> ACTIVITY
Can the data below be set down again exactly, line for line?

(Dataset entries)

# # #

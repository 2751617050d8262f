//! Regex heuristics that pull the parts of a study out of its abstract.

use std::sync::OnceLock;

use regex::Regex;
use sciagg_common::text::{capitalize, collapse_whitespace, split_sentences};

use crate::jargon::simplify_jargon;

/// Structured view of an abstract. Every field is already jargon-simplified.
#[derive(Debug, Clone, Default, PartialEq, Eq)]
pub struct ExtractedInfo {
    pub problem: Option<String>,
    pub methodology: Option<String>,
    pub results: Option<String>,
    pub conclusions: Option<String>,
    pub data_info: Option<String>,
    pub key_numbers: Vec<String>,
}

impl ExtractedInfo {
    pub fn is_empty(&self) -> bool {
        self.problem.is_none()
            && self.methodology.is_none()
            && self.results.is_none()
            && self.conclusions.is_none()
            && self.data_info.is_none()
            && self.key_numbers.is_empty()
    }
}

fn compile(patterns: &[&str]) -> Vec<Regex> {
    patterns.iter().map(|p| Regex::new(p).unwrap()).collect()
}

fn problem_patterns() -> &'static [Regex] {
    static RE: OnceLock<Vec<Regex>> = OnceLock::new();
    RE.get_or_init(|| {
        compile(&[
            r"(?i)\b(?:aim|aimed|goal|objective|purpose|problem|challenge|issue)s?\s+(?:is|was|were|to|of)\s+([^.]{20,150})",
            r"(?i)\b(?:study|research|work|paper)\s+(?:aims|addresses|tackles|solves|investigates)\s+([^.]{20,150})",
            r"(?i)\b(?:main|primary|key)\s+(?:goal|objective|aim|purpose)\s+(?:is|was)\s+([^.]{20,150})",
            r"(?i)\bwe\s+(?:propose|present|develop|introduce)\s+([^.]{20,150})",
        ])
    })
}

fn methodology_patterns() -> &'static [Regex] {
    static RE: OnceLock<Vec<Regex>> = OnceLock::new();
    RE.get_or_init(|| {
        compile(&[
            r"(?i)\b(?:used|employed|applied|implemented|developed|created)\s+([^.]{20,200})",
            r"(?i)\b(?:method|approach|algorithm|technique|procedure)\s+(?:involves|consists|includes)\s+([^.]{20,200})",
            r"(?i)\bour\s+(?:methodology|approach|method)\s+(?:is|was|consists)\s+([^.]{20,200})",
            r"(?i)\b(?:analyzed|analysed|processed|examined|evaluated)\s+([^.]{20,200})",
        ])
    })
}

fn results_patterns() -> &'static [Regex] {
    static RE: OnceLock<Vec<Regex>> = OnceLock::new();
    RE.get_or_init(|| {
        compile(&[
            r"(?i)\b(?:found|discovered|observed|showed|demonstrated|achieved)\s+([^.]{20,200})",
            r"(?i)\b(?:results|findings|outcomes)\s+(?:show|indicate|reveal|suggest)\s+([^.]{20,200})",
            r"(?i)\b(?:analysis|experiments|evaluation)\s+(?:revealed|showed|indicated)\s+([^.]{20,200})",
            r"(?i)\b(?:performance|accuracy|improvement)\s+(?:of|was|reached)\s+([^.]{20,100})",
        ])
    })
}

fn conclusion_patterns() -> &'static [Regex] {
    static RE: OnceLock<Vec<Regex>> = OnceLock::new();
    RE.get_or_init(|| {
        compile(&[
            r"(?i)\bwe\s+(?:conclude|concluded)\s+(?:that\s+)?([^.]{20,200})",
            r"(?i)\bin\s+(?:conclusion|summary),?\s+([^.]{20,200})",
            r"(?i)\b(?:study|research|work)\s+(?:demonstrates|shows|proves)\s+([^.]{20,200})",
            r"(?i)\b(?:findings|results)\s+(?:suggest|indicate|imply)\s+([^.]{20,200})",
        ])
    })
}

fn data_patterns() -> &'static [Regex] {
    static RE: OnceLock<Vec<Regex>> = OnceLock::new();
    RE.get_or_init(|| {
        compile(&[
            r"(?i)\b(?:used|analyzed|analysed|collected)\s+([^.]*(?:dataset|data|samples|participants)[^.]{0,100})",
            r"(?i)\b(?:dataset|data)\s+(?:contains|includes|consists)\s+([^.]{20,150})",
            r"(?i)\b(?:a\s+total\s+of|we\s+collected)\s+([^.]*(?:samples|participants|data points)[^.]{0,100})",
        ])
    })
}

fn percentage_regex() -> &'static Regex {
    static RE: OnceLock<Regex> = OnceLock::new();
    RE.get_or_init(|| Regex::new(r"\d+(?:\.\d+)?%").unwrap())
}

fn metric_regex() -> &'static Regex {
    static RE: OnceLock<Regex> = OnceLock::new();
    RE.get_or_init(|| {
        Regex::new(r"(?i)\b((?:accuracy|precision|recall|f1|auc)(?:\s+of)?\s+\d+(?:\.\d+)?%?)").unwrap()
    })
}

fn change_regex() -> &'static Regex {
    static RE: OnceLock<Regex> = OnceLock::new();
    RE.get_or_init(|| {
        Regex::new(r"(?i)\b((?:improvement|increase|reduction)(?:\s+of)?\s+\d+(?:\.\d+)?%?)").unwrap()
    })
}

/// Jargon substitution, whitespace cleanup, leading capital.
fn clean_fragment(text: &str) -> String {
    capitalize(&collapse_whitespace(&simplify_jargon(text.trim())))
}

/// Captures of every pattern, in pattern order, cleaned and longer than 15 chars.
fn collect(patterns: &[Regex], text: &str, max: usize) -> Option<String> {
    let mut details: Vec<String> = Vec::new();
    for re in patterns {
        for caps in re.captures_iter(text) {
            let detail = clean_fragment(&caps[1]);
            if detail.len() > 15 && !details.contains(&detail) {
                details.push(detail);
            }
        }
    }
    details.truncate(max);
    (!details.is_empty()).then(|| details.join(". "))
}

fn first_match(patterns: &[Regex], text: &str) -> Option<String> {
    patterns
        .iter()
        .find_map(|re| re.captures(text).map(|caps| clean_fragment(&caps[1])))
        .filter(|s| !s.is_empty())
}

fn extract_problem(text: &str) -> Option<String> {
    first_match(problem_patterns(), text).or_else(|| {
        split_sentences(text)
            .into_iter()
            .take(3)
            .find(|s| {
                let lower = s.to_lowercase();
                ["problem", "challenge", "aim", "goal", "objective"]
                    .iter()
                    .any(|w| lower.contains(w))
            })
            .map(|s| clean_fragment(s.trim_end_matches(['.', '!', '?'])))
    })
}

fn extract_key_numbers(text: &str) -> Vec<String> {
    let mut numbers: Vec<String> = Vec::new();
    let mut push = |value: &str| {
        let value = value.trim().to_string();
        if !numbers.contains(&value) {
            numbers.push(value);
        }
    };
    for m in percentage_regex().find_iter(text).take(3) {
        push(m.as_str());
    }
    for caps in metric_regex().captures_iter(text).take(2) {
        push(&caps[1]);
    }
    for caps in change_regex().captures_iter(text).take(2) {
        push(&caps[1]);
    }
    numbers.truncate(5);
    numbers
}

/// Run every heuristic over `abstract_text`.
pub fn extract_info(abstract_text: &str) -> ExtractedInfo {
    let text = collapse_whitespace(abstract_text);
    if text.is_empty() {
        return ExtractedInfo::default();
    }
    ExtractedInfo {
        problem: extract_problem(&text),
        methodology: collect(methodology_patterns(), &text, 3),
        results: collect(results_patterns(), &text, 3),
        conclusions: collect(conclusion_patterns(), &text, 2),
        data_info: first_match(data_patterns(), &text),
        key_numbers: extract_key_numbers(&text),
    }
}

# # #

> RESULT FOR THIS EXERCISE
repository 2751617050d8262f
//! Regex heuristics that pull the parts of a study out of its abstract.

use std::sync::OnceLock;

use regex::Regex;
use sciagg_common::text::{capitalize, collapse_whitespace, split_sentences};

use crate::jargon::simplify_jargon;

/// Structured view of an abstract. Every field is already jargon-simplified.
#[derive(Debug, Clone, Default, PartialEq, Eq)]
pub struct ExtractedInfo {
    pub problem: Option<String>,
    pub methodology: Option<String>,
    pub results: Option<String>,
    pub conclusions: Option<String>,
    pub data_info: Option<String>,
    pub key_numbers: Vec<String>,
}

impl ExtractedInfo {
    pub fn is_empty(&self) -> bool {
        self.problem.is_none()
            && self.methodology.is_none()
            && self.results.is_none()
            && self.conclusions.is_none()
            && self.data_info.is_none()
            && self.key_numbers.is_empty()
    }
}

fn compile(patterns: &[&str]) -> Vec<Regex> {
    patterns.iter().map(|p| Regex::new(p).unwrap()).collect()
}

fn problem_patterns() -> &'static [Regex] {
    static RE: OnceLock<Vec<Regex>> = OnceLock::new();
    RE.get_or_init(|| {
        compile(&[
            r"(?i)\b(?:aim|aimed|goal|objective|purpose|problem|challenge|issue)s?\s+(?:is|was|were|to|of)\s+([^.]{20,150})",
            r"(?i)\b(?:study|research|work|paper)\s+(?:aims|addresses|tackles|solves|investigates)\s+([^.]{20,150})",
            r"(?i)\b(?:main|primary|key)\s+(?:goal|objective|aim|purpose)\s+(?:is|was)\s+([^.]{20,150})",
            r"(?i)\bwe\s+(?:propose|present|develop|introduce)\s+([^.]{20,150})",
        ])
    })
}

fn methodology_patterns() -> &'static [Regex] {
    static RE: OnceLock<Vec<Regex>> = OnceLock::new();
    RE.get_or_init(|| {
        compile(&[
            r"(?i)\b(?:used|employed|applied|implemented|developed|created)\s+([^.]{20,200})",
            r"(?i)\b(?:method|approach|algorithm|technique|procedure)\s+(?:involves|consists|includes)\s+([^.]{20,200})",
            r"(?i)\bour\s+(?:methodology|approach|method)\s+(?:is|was|consists)\s+([^.]{20,200})",
            r"(?i)\b(?:analyzed|analysed|processed|examined|evaluated)\s+([^.]{20,200})",
        ])
    })
}

fn results_patterns() -> &'static [Regex] {
    static RE: OnceLock<Vec<Regex>> = OnceLock::new();
    RE.get_or_init(|| {
        compile(&[
            r"(?i)\b(?:found|discovered|observed|showed|demonstrated|achieved)\s+([^.]{20,200})",
            r"(?i)\b(?:results|findings|outcomes)\s+(?:show|indicate|reveal|suggest)\s+([^.]{20,200})",
            r"(?i)\b(?:analysis|experiments|evaluation)\s+(?:revealed|showed|indicated)\s+([^.]{20,200})",
            r"(?i)\b(?:performance|accuracy|improvement)\s+(?:of|was|reached)\s+([^.]{20,100})",
        ])
    })
}

fn conclusion_patterns() -> &'static [Regex] {
    static RE: OnceLock<Vec<Regex>> = OnceLock::new();
    RE.get_or_init(|| {
        compile(&[
            r"(?i)\bwe\s+(?:conclude|concluded)\s+(?:that\s+)?([^.]{20,200})",
            r"(?i)\bin\s+(?:conclusion|summary),?\s+([^.]{20,200})",
            r"(?i)\b(?:study|research|work)\s+(?:demonstrates|shows|proves)\s+([^.]{20,200})",
            r"(?i)\b(?:findings|results)\s+(?:suggest|indicate|imply)\s+([^.]{20,200})",
        ])
    })
}

fn data_patterns() -> &'static [Regex] {
    static RE: OnceLock<Vec<Regex>> = OnceLock::new();
    RE.get_or_init(|| {
        compile(&[
            r"(?i)\b(?:used|analyzed|analysed|collected)\s+([^.]*(?:dataset|data|samples|participants)[^.]{0,100})",
            r"(?i)\b(?:dataset|data)\s+(?:contains|includes|consists)\s+([^.]{20,150})",
            r"(?i)\b(?:a\s+total\s+of|we\s+collected)\s+([^.]*(?:samples|participants|data points)[^.]{0,100})",
        ])
    })
}

fn percentage_regex() -> &'static Regex {
    static RE: OnceLock<Regex> = OnceLock::new();
    RE.get_or_init(|| Regex::new(r"\d+(?:\.\d+)?%").unwrap())
}

fn metric_regex() -> &'static Regex {
    static RE: OnceLock<Regex> = OnceLock::new();
    RE.get_or_init(|| {
        Regex::new(r"(?i)\b((?:accuracy|precision|recall|f1|auc)(?:\s+of)?\s+\d+(?:\.\d+)?%?)").unwrap()
    })
}

fn change_regex() -> &'static Regex {
    static RE: OnceLock<Regex> = OnceLock::new();
    RE.get_or_init(|| {
        Regex::new(r"(?i)\b((?:improvement|increase|reduction)(?:\s+of)?\s+\d+(?:\.\d+)?%?)").unwrap()
    })
}

/// Jargon substitution, whitespace cleanup, leading capital.
fn clean_fragment(text: &str) -> String {
    capitalize(&collapse_whitespace(&simplify_jargon(text.trim())))
}

/// Captures of every pattern, in pattern order, cleaned and longer than 15 chars.
fn collect(patterns: &[Regex], text: &str, max: usize) -> Option<String> {
    let mut details: Vec<String> = Vec::new();
    for re in patterns {
        for caps in re.captures_iter(text) {
            let detail = clean_fragment(&caps[1]);
            if detail.len() > 15 && !details.contains(&detail) {
                details.push(detail);
            }
        }
    }
    details.truncate(max);
    (!details.is_empty()).then(|| details.join(". "))
}

fn first_match(patterns: &[Regex], text: &str) -> Option<String> {
    patterns
        .iter()
        .find_map(|re| re.captures(text).map(|caps| clean_fragment(&caps[1])))
        .filter(|s| !s.is_empty())
}

fn extract_problem(text: &str) -> Option<String> {
    first_match(problem_patterns(), text).or_else(|| {
        split_sentences(text)
            .into_iter()
            .take(3)
            .find(|s| {
                let lower = s.to_lowercase();
                ["problem", "challenge", "aim", "goal", "objective"]
                    .iter()
                    .any(|w| lower.contains(w))
            })
            .map(|s| clean_fragment(s.trim_end_matches(['.', '!', '?'])))
    })
}

fn extract_key_numbers(text: &str) -> Vec<String> {
    let mut numbers: Vec<String> = Vec::new();
    let mut push = |value: &str| {
        let value = value.trim().to_string();
        if !numbers.contains(&value) {
            numbers.push(value);
        }
    };
    for m in percentage_regex().find_iter(text).take(3) {
        push(m.as_str());
    }
    for caps in metric_regex().captures_iter(text).take(2) {
        push(&caps[1]);
    }
    for caps in change_regex().captures_iter(text).take(2) {
        push(&caps[1]);
    }
    numbers.truncate(5);
    numbers
}

/// Run every heuristic over `abstract_text`.
pub fn extract_info(abstract_text: &str) -> ExtractedInfo {
    let text = collapse_whitespace(abstract_text);
    if text.is_empty() {
        return ExtractedInfo::default();
    }
    ExtractedInfo {
        problem: extract_problem(&text),
        methodology: collect(methodology_patterns(), &text, 3),
        results: collect(results_patterns(), &text, 3),
        conclusions: collect(conclusion_patterns(), &text, 2),
        data_info: first_match(data_patterns(), &text),
        key_numbers: extract_key_numbers(&text),
    }
}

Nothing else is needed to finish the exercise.